Tracking preschoolers' lifestyle behaviors and testing maternal sociodemographics and BMI in predicting child obesity risk
The Journal of Nutrition
Oxford University Press
School of Medical and Health Sciences
© The Author(s) 2020. Published by Oxford University Press on behalf of the American Society for Nutrition. BACKGROUND: Longitudinal data investigating tracking of children's lifestyle behaviors and predictors of childhood obesity are limited. OBJECTIVES: We examined changes in children's lifestyle behaviors (dietary, physical activity, and screen time) from ages 2-5 y to determine if maternal sociodemographic factors and BMI predict child obesity at 3.5 y and 5 y. METHODS: Data were obtained from 667 first-time mothers who were recruited into the Healthy Beginnings Trial at 24-34 weeks of gestation in Sydney, Australia. Child lifestyle behaviors were assessed using face-to-face questionnaire interviews with mothers. To measure child and maternal anthropometry, BMI (in kg/m2) was calculated using measured height and weight. Children were categorized as overweight or obese based on the International Obesity Task Force criteria.
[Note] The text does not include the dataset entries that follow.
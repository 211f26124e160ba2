//! Legal destination enumeration.

use super::{RuleSet, can_capture};
use crate::action::Move;
use crate::board::{Board, terrain_at};
use crate::types::{Coord, Direction, Piece, Player, Terrain};

/// Returns the legal destinations for the piece on `from`.
///
/// Empty when `from` is empty or the piece there does not belong to `player`.
/// Destinations come out in direction order (up, down, left, right), each
/// direction's step before its river jump.
pub fn legal_moves(board: &Board, from: Coord, player: Player, rules: RuleSet) -> Vec<Coord> {
    let Some(piece) = board.piece_at(from) else {
        return Vec::new();
    };
    if piece.owner != player {
        return Vec::new();
    }

    candidates(board, from, piece)
        .into_iter()
        .filter(|to| destination_allowed(board, from, piece, *to, rules))
        .collect()
}

/// Returns every legal move of `player`, source cells in row-major order.
pub fn all_legal_moves(board: &Board, player: Player, rules: RuleSet) -> Vec<Move> {
    board
        .pieces_of(player)
        .flat_map(|(from, _)| {
            legal_moves(board, from, player, rules)
                .into_iter()
                .map(move |to| Move::new(from, to))
        })
        .collect()
}

/// Whether `player` has at least one legal move.
pub fn has_legal_move(board: &Board, player: Player, rules: RuleSet) -> bool {
    board.pieces_of(player).any(|(from, piece)| {
        candidates(board, from, piece)
            .into_iter()
            .any(|to| destination_allowed(board, from, piece, to, rules))
    })
}

fn candidates(board: &Board, from: Coord, piece: Piece) -> Vec<Coord> {
    let mut out = Vec::with_capacity(8);
    for direction in Direction::ALL {
        let Some(next) = from.step(direction) else {
            continue;
        };
        out.push(next);
        if piece.species.jumps_river()
            && terrain_at(next).is_river()
            && let Some(landing) = jump_landing(board, next, direction)
        {
            out.push(landing);
        }
    }
    out
}

/// Walks across the river from its first cell and returns the far bank.
///
/// Any piece swimming on the path blocks the jump.
fn jump_landing(board: &Board, mut cell: Coord, direction: Direction) -> Option<Coord> {
    while terrain_at(cell).is_river() {
        if board.piece_at(cell).is_some() {
            return None;
        }
        cell = cell.step(direction)?;
    }
    Some(cell)
}

fn destination_allowed(board: &Board, from: Coord, piece: Piece, to: Coord, rules: RuleSet) -> bool {
    let terrain = terrain_at(to);

    if terrain.is_river() && !piece.species.swims() {
        return false;
    }

    if terrain == Terrain::Den(piece.owner) {
        return false;
    }

    match board.piece_at(to) {
        None => true,
        Some(occupant) if occupant.owner == piece.owner => false,
        Some(occupant) => can_capture(piece, terrain_at(from), occupant, terrain, rules),
    }
}
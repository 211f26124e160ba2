//! Game rules for Jungle.
//!
//! Pure functions over a [`Board`](crate::Board): capture eligibility, legal
//! destination enumeration, and move resolution with terminal detection.
//! Rules are separated from session state so the AI can run them against
//! cloned boards.

pub mod capture;
pub mod movement;
pub mod resolve;

pub use capture::can_capture;
pub use movement::{all_legal_moves, has_legal_move, legal_moves};
pub use resolve::{MoveEffect, resolve};

use serde::{Deserialize, Serialize};

/// How captures across the land/water boundary are treated.
#[derive(Debug, Clone, Copy, PartialEq, Eq, Hash, Default, Serialize, Deserialize)]
#[serde(rename_all = "lowercase")]
pub enum RiverCapture {
    /// No capture crosses the shoreline: a swimming Rat takes nothing on land
    /// (the Elephant included) and nothing on land takes a swimming Rat.
    #[default]
    Strict,
    /// Only traps and rank decide; a swimming Rat may take a grounded Elephant.
    Lenient,
}

/// Configurable rule variants for one game.
#[derive(Debug, Clone, Copy, PartialEq, Eq, Hash, Default, Serialize, Deserialize)]
pub struct RuleSet {
    /// Shoreline capture policy.
    #[serde(default)]
    pub river_capture: RiverCapture,
}

impl RuleSet {
    /// Creates a rule set with the given shoreline policy.
    pub const fn new(river_capture: RiverCapture) -> Self {
        Self { river_capture }
    }
}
We used 1-factor repeated-measures ANOVA to track preschoolers' lifestyle behaviors and multiple logistic regression to determine obesity predictors. RESULTS: In children aged 2-5 y, consumption of vegetables (ηp2 = 0.06; P < 0.005) and milk (ηp2 = 0.02; P < 0.001) decreased, whereas physical activity (ηp2 = 0.07; P < 0.001) increased. Discretionary foods (sweet snacks, fast foods, salty snacks, processed meats, confectionary) (ηp2 = 0.03-0.25; P ≤ 0.01) and screen time (ηp2 = 0.39; P < 0.001) increased. Maternal BMI (in kg/m2) (Exp β: 1.06; 95% CI:1.01, 1.12 ; P=0.02), marital status (married/de facto compared with single) (Exp β: 0.06; 95% CI:0.01, 0.26; P < 0.001), and child BMI at 2 y (Exp β: 1.82; 95% CI: 1.46, 2.27; P < 0.001) predicted overweight/obesity at 3.5 y. Child BMI at 3.5 y (Exp β: 3.51; 95% CI: 2.50, 4.93; P < 0.001) predicted obesity at 5 y. CONCLUSIONS: Poor dietary and lifestyle behaviours track in early childhood, with maternal single-parent status and high maternal and child BMI at 2 y predicting earlier obesity onset.